** Opening RECORDS TO PROCESS block **
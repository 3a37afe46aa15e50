//! The job loop: rotate providers, fetch pages, transfer items, checkpoint.
//!
//! One call to [`Orchestrator::run`] drives a job until it is done, paused or
//! stopped. The loop owns the [`JobState`] while it runs and is the only
//! writer to the store; every halt path goes through one exit routine.

mod cycle;

use anyhow::{Context, Result};
use std::sync::Arc;
use std::time::Duration;

use crate::config::{FetchxConfig, TransferFailurePolicy};
use crate::control::{ControlToken, Signal};
use crate::events::{EventSink, JobEvent, ProgressStats};
use crate::job::{DoneReason, JobState, PauseReason};
use crate::metadata::{HttpMetadataSource, MetadataClient};
use crate::provider::ProviderCatalog;
use crate::rotation::RotationScheduler;
use crate::store::JobStore;
use crate::transfer::{CurlTransfers, TransferExecutor};

/// Pacing and termination knobs of the loop.
#[derive(Debug, Clone, PartialEq, Eq)]
pub struct OrchestratorSettings {
    pub item_delay: Duration,
    pub page_delay: Duration,
    pub cycle_delay: Duration,
    pub max_unproductive_cycles: u32,
    pub failure_policy: TransferFailurePolicy,
}

impl OrchestratorSettings {
    pub fn from_config(cfg: &FetchxConfig) -> Self {
        Self {
            item_delay: Duration::from_millis(cfg.item_delay_ms),
            page_delay: Duration::from_millis(cfg.page_delay_ms),
            cycle_delay: Duration::from_millis(cfg.cycle_delay_ms),
            max_unproductive_cycles: cfg.max_unproductive_cycles.max(1),
            failure_policy: cfg.transfer_failure_policy,
        }
    }
}

impl Default for OrchestratorSettings {
    fn default() -> Self {
        Self::from_config(&FetchxConfig::default())
    }
}

/// How a run ended.
#[derive(Debug, Clone, Copy, PartialEq, Eq)]
pub enum RunExit {
    Done(DoneReason),
    Paused(PauseReason),
    /// Stop was requested; nothing was persisted after the request.
    Stopped,
}

/// Why the loop is leaving early. Internal to the run.
#[derive(Debug, Clone, Copy, PartialEq, Eq)]
enum Halt {
    Pause(PauseReason),
    Stop,
}

impl Halt {
    fn from_signal(signal: Signal) -> Option<Self> {
        match signal {
            Signal::Run => None,
            Signal::Pause => Some(Halt::Pause(PauseReason::UserRequested)),
            Signal::Stop => Some(Halt::Stop),
        }
    }
}

#[derive(Debug)]
pub struct Orchestrator {
    catalog: Arc<ProviderCatalog>,
    metadata: MetadataClient,
    transfers: TransferExecutor,
    store: JobStore,
    events: EventSink,
    settings: OrchestratorSettings,
}

impl Orchestrator {
    pub fn new(
        catalog: Arc<ProviderCatalog>,
        metadata: MetadataClient,
        transfers: TransferExecutor,
        store: JobStore,
        settings: OrchestratorSettings,
    ) -> Self {
        Self {
            catalog,
            metadata,
            transfers,
            store,
            events: EventSink::new(),
            settings,
        }
    }

    /// Production wiring: HTTP metadata backend, curl transfers into `download_dir`
    /// (or the current directory), default provider catalog.
    pub fn from_config(cfg: &FetchxConfig, store: JobStore) -> Result<Self> {
        let source = HttpMetadataSource::new(&cfg.backend_url, cfg.metadata_timeout())
            .with_context(|| format!("metadata backend {}", cfg.backend_url))?;
        let root = match &cfg.download_dir {
            Some(dir) => dir.clone(),
            None => std::env::current_dir().context("resolve current directory")?,
        };
        let metadata = MetadataClient::new(Arc::new(source), cfg.metadata_retry_policy());
        let transfers = TransferExecutor::new(
            Arc::new(CurlTransfers::new(root)),
            cfg.transfer_timeout(),
            cfg.transfer_retry_policy(),
        );
        Ok(Self::new(
            Arc::new(ProviderCatalog::default()),
            metadata,
            transfers,
            store,
            OrchestratorSettings::from_config(cfg),
        ))
    }

    pub fn catalog(&self) -> &ProviderCatalog {
        &self.catalog
    }

    pub fn store(&self) -> &JobStore {
        &self.store
    }

    pub fn events(&self) -> &EventSink {
        &self.events
    }

    /// Drive `job` until it is done, paused or stopped.
    pub async fn run(&self, mut job: JobState, mut token: ControlToken) -> RunExit {
        job.set_running();
        if let Err(halt) = self.checkpoint(&job, &token).await {
            return self.exit_halted(job, halt, &token).await;
        }
        tracing::info!(
            query = %job.query,
            media_type = %job.media_type,
            target = job.target_count,
            downloaded = job.total_downloaded,
            "job running"
        );
        self.events.emit(JobEvent::Running);

        let sched = RotationScheduler::new(&self.catalog);
        let mut unproductive: u32 = 0;
        loop {
            if job.target_reached() {
                return self.exit_done(job, DoneReason::TargetReached, &token).await;
            }
            if let Some(halt) = Halt::from_signal(token.current()) {
                return self.exit_halted(job, halt, &token).await;
            }
            let visits = sched.eligible_count(&mut job);
            if visits == 0 {
                return self.exit_done(job, DoneReason::ProvidersExhausted, &token).await;
            }
            if unproductive >= self.settings.max_unproductive_cycles {
                return self.exit_done(job, DoneReason::NoProgress, &token).await;
            }

            let before = job.total_downloaded;
            if let Err(halt) = self.run_cycle(&mut job, &sched, visits, &mut token).await {
                return self.exit_halted(job, halt, &token).await;
            }
            if let Err(halt) = self.checkpoint(&job, &token).await {
                return self.exit_halted(job, halt, &token).await;
            }

            if job.total_downloaded > before {
                unproductive = 0;
            } else {
                unproductive += 1;
                tracing::debug!(unproductive, "cycle transferred nothing");
            }
            token.sleep(self.settings.cycle_delay).await;
        }
    }

    /// Persist `job` unless a stop has been requested.
    async fn checkpoint(&self, job: &JobState, token: &ControlToken) -> Result<(), Halt> {
        if token.current() == Signal::Stop {
            return Err(Halt::Stop);
        }
        self.store.save(job).await.map_err(|e| {
            tracing::error!("checkpoint failed: {:#}", e);
            Halt::Pause(PauseReason::StoreUnavailable)
        })
    }

    async fn exit_done(&self, mut job: JobState, reason: DoneReason, token: &ControlToken) -> RunExit {
        if token.current() == Signal::Stop {
            return RunExit::Stopped;
        }
        job.finish(reason);
        if let Err(e) = self.store.save(&job).await {
            tracing::error!("could not persist finished job: {:#}", e);
        }
        tracing::info!(
            downloaded = job.total_downloaded,
            target = job.target_count,
            "job done: {}",
            reason
        );
        self.events.emit(JobEvent::Progress(ProgressStats::from_job(&job)));
        self.events.emit(JobEvent::Done { reason });
        RunExit::Done(reason)
    }

    async fn exit_halted(&self, mut job: JobState, halt: Halt, token: &ControlToken) -> RunExit {
        let reason = match halt {
            Halt::Stop => {
                tracing::info!(downloaded = job.total_downloaded, "job stopped");
                return RunExit::Stopped;
            }
            Halt::Pause(reason) => reason,
        };
        if token.current() == Signal::Stop {
            return RunExit::Stopped;
        }
        job.pause(reason);
        if let Err(e) = self.store.save(&job).await {
            tracing::error!("could not persist paused job: {:#}", e);
        }
        tracing::info!(downloaded = job.total_downloaded, "job paused: {}", reason);
        self.events.emit(JobEvent::Paused { reason });
        RunExit::Paused(reason)
    }
}
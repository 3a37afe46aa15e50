//! libcurl-backed transfer facility.
//!
//! Each transfer runs on its own OS thread, streams into `<dest>.<id>.part`
//! and renames to the final name on success. Completion is reported on the
//! handle's one-shot channel. A transfer outlives its executor timeout and
//! runs to completion in the background.

use anyhow::{Context, Result};
use std::fs;
use std::io::Write;
use std::path::{Path, PathBuf};
use std::sync::atomic::{AtomicU64, Ordering};
use std::time::Duration;
use tokio::sync::oneshot;

use super::{ConflictPolicy, TransferError, TransferEvent, TransferFacility, TransferHandle, TransferRequest};

/// Downloads assets under a root directory.
#[derive(Debug)]
pub struct CurlTransfers {
    root: PathBuf,
    connect_timeout: Duration,
    next_id: AtomicU64,
}

impl CurlTransfers {
    pub fn new(root: impl Into<PathBuf>) -> Self {
        Self {
            root: root.into(),
            connect_timeout: Duration::from_secs(15),
            next_id: AtomicU64::new(1),
        }
    }
}

impl TransferFacility for CurlTransfers {
    fn start(&self, request: TransferRequest) -> Result<TransferHandle, TransferError> {
        let url = url::Url::parse(&request.url).map_err(|e| TransferError::Rejected(format!("{}: {}", request.url, e)))?;
        if !matches!(url.scheme(), "http" | "https") {
            return Err(TransferError::Rejected(format!("unsupported scheme: {}", url.scheme())));
        }
        if request.destination.is_absolute() {
            return Err(TransferError::Rejected(format!(
                "destination must be relative: {}",
                request.destination.display()
            )));
        }

        let id = self.next_id.fetch_add(1, Ordering::Relaxed);
        let dest = self.root.join(&request.destination);
        let conflict = request.conflict;
        let connect_timeout = self.connect_timeout;
        let (tx, rx) = oneshot::channel();

        std::thread::Builder::new()
            .name(format!("fetchx-transfer-{id}"))
            .spawn(move || {
                let event = match download_to(url.as_str(), &dest, id, conflict, connect_timeout) {
                    Ok(path) => TransferEvent::Completed { path: Some(path) },
                    Err(e) => {
                        tracing::debug!(transfer_id = id, "transfer failed: {:#}", e);
                        TransferEvent::Interrupted {
                            reason: format!("{:#}", e),
                        }
                    }
                };
                // The executor gave up at its timeout and counted this one already.
                if tx.is_closed() {
                    tracing::info!(transfer_id = id, ?event, "transfer finished after its timeout");
                }
                let _ = tx.send(event);
            })
            .map_err(|e| TransferError::Rejected(format!("spawn transfer thread: {}", e)))?;

        Ok(TransferHandle { id, completion: rx })
    }
}

/// First free path among `path`, `stem (1).ext`, `stem (2).ext`, ...
pub fn unique_path(path: &Path) -> PathBuf {
    if !path.exists() {
        return path.to_path_buf();
    }
    let stem = path
        .file_stem()
        .map(|s| s.to_string_lossy().into_owned())
        .unwrap_or_default();
    let ext = path.extension().map(|e| e.to_string_lossy().into_owned());
    let mut n = 1u32;
    loop {
        let name = match &ext {
            Some(ext) => format!("{stem} ({n}).{ext}"),
            None => format!("{stem} ({n})"),
        };
        let candidate = path.with_file_name(name);
        if !candidate.exists() {
            return candidate;
        }
        n += 1;
    }
}

fn part_path(dest: &Path, id: u64) -> PathBuf {
    let mut o = dest.as_os_str().to_owned();
    o.push(format!(".{id}.part"));
    PathBuf::from(o)
}

/// Blocking GET of `url` into `dest`. Returns the final path.
fn download_to(
    url: &str,
    dest: &Path,
    id: u64,
    conflict: ConflictPolicy,
    connect_timeout: Duration,
) -> Result<PathBuf> {
    if let Some(parent) = dest.parent() {
        fs::create_dir_all(parent).with_context(|| format!("create {}", parent.display()))?;
    }
    let part = part_path(dest, id);
    let result = fetch_into(url, &part, connect_timeout).and_then(|()| {
        let final_path = match conflict {
            ConflictPolicy::Uniquify => unique_path(dest),
        };
        fs::rename(&part, &final_path).with_context(|| format!("rename to {}", final_path.display()))?;
        Ok(final_path)
    });
    if result.is_err() {
        let _ = fs::remove_file(&part);
    }
    result
}

fn fetch_into(url: &str, part: &Path, connect_timeout: Duration) -> Result<()> {
    let mut file = fs::File::create(part).with_context(|| format!("create {}", part.display()))?;
    let mut write_err: Option<std::io::Error> = None;

    let mut easy = curl::easy::Easy::new();
    easy.url(url).context("invalid URL")?;
    easy.follow_location(true)?;
    easy.max_redirections(10)?;
    easy.connect_timeout(connect_timeout)?;
    easy.low_speed_limit(1024)?;
    easy.low_speed_time(Duration::from_secs(60))?;

    {
        let mut transfer = easy.transfer();
        transfer.write_function(|data| match file.write_all(data) {
            Ok(()) => Ok(data.len()),
            Err(e) => {
                write_err = Some(e);
                Ok(0) // abort transfer
            }
        })?;
        let performed = transfer.perform();
        drop(transfer);
        if let Some(e) = write_err.take() {
            return Err(e).context("write asset");
        }
        performed.context("GET request failed")?;
    }

    let code = easy.response_code().context("no response code")?;
    if !(200..300).contains(&code) {
        anyhow::bail!("GET {} returned HTTP {}", url, code);
    }
    file.flush()?;
    Ok(())
}
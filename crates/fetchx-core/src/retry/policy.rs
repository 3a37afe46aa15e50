use serde::{Deserialize, Serialize};
use std::time::Duration;

/// High-level classification of an error for retry purposes.
///
/// Callers map HTTP status codes, curl errors, and transfer interruptions
/// into these kinds.
#[derive(Debug, Clone, Copy, PartialEq, Eq)]
pub enum ErrorKind {
    /// Operation timed out (connect/read).
    Timeout,
    /// Server asked us to slow down (e.g. 429, 503).
    Throttled,
    /// Network-level failure (connection reset, DNS, etc.).
    Connection,
    /// HTTP status that is retryable but not strictly throttling (5xx).
    Http5xx(u16),
    /// An asset transfer was refused or interrupted by the transfer facility.
    Interrupted,
    /// Any other error (not retried).
    Other,
}

/// Decision returned by the retry policy.
#[derive(Debug, Clone, Copy, PartialEq, Eq)]
pub enum RetryDecision {
    /// Do not retry this error.
    NoRetry,
    /// Retry after the given delay.
    RetryAfter(Duration),
}

/// Shape of the delay between attempts.
#[derive(Debug, Clone, Copy, PartialEq, Eq, Default, Serialize, Deserialize)]
#[serde(rename_all = "lowercase")]
pub enum Backoff {
    /// Always `base_delay`.
    #[default]
    Fixed,
    /// `base_delay * attempt`.
    Linear,
    /// `base_delay * 2^(attempt-1)`.
    Exponential,
}

/// Bounded retry policy: a maximum attempt count plus a backoff function, capped.
#[derive(Debug, Clone, Copy, PartialEq, Eq)]
pub struct RetryPolicy {
    /// Maximum number of attempts (including the first).
    pub max_attempts: u32,
    pub backoff: Backoff,
    /// Base delay for backoff.
    pub base_delay: Duration,
    /// Upper bound on backoff delay.
    pub max_delay: Duration,
}

impl Default for RetryPolicy {
    fn default() -> Self {
        Self {
            max_attempts: 5,
            backoff: Backoff::Exponential,
            base_delay: Duration::from_millis(250),
            max_delay: Duration::from_secs(30),
        }
    }
}

impl RetryPolicy {
    /// Asset transfers: two attempts, fixed half-second pause.
    pub fn transfers() -> Self {
        Self {
            max_attempts: 2,
            backoff: Backoff::Fixed,
            base_delay: Duration::from_millis(500),
            max_delay: Duration::from_millis(500),
        }
    }

    /// Metadata page fetches: two attempts, fixed one-second pause.
    pub fn metadata() -> Self {
        Self {
            max_attempts: 2,
            backoff: Backoff::Fixed,
            base_delay: Duration::from_secs(1),
            max_delay: Duration::from_secs(1),
        }
    }

    /// Single attempt, never retried.
    pub fn none() -> Self {
        Self {
            max_attempts: 1,
            backoff: Backoff::Fixed,
            base_delay: Duration::ZERO,
            max_delay: Duration::ZERO,
        }
    }

    /// Backoff delay after the given failed attempt (1-based), capped at `max_delay`.
    pub fn delay_for(&self, attempt: u32) -> Duration {
        let attempt = attempt.max(1);
        let raw = match self.backoff {
            Backoff::Fixed => self.base_delay,
            Backoff::Linear => self.base_delay.saturating_mul(attempt),
            Backoff::Exponential => {
                let exp = 1u32 << (attempt - 1).min(8);
                self.base_delay.saturating_mul(exp)
            }
        };
        raw.min(self.max_delay)
    }

    /// Decide what to do after a failure.
    ///
    /// `attempt` is 1-based (1 = first attempt). Returns `RetryDecision::NoRetry`
    /// when we should stop retrying.
    pub fn decide(&self, attempt: u32, kind: ErrorKind) -> RetryDecision {
        if attempt >= self.max_attempts {
            return RetryDecision::NoRetry;
        }

        match kind {
            ErrorKind::Other => RetryDecision::NoRetry,
            ErrorKind::Timeout
            | ErrorKind::Connection
            | ErrorKind::Throttled
            | ErrorKind::Http5xx(_)
            | ErrorKind::Interrupted => RetryDecision::RetryAfter(self.delay_for(attempt)),
        }
    }
}

#[cfg(test)]
mod tests {
    use super::*;

    #[test]
    fn no_retry_for_other() {
        let p = RetryPolicy::default();
        assert_eq!(p.decide(1, ErrorKind::Other), RetryDecision::NoRetry);
    }

    #[test]
    fn exponential_backoff_grows_and_is_capped() {
        let mut p = RetryPolicy::default();
        // Allow many attempts so we can observe capping behaviour.
        p.max_attempts = 20;
        let d1 = match p.decide(1, ErrorKind::Timeout) {
            RetryDecision::RetryAfter(d) => d,
            _ => panic!("expected retry"),
        };
        let d2 = match p.decide(2, ErrorKind::Timeout) {
            RetryDecision::RetryAfter(d) => d,
            _ => panic!("expected retry"),
        };
        assert!(d2 >= d1);

        let d_last = match p.decide(10, ErrorKind::Timeout) {
            RetryDecision::RetryAfter(d) => d,
            _ => panic!("expected retry"),
        };
        assert!(d_last <= p.max_delay);
    }

    #[test]
    fn fixed_and_linear_delays() {
        let fixed = RetryPolicy::transfers();
        assert_eq!(fixed.delay_for(1), Duration::from_millis(500));
        assert_eq!(fixed.delay_for(7), Duration::from_millis(500));

        let linear = RetryPolicy {
            max_attempts: 10,
            backoff: Backoff::Linear,
            base_delay: Duration::from_millis(100),
            max_delay: Duration::from_millis(350),
        };
        assert_eq!(linear.delay_for(1), Duration::from_millis(100));
        assert_eq!(linear.delay_for(3), Duration::from_millis(300));
        assert_eq!(linear.delay_for(4), Duration::from_millis(350));
    }

    #[test]
    fn respects_max_attempts() {
        let mut p = RetryPolicy::default();
        p.max_attempts = 3;
        assert!(matches!(
            p.decide(1, ErrorKind::Throttled),
            RetryDecision::RetryAfter(_)
        ));
        assert!(matches!(
            p.decide(2, ErrorKind::Interrupted),
            RetryDecision::RetryAfter(_)
        ));
        assert_eq!(p.decide(3, ErrorKind::Throttled), RetryDecision::NoRetry);
        assert_eq!(RetryPolicy::none().decide(1, ErrorKind::Timeout), RetryDecision::NoRetry);
    }
}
** Closing RECORDS TO PROCESS block **
→ **ABOUT THIS TASK**
All lines that contain the word "destination" must be copied from the records above.

→ **RESPONSE**
        if request.destination.is_absolute() {
                "destination must be relative: {}",
                request.destination.display()
        let dest = self.root.join(&request.destination);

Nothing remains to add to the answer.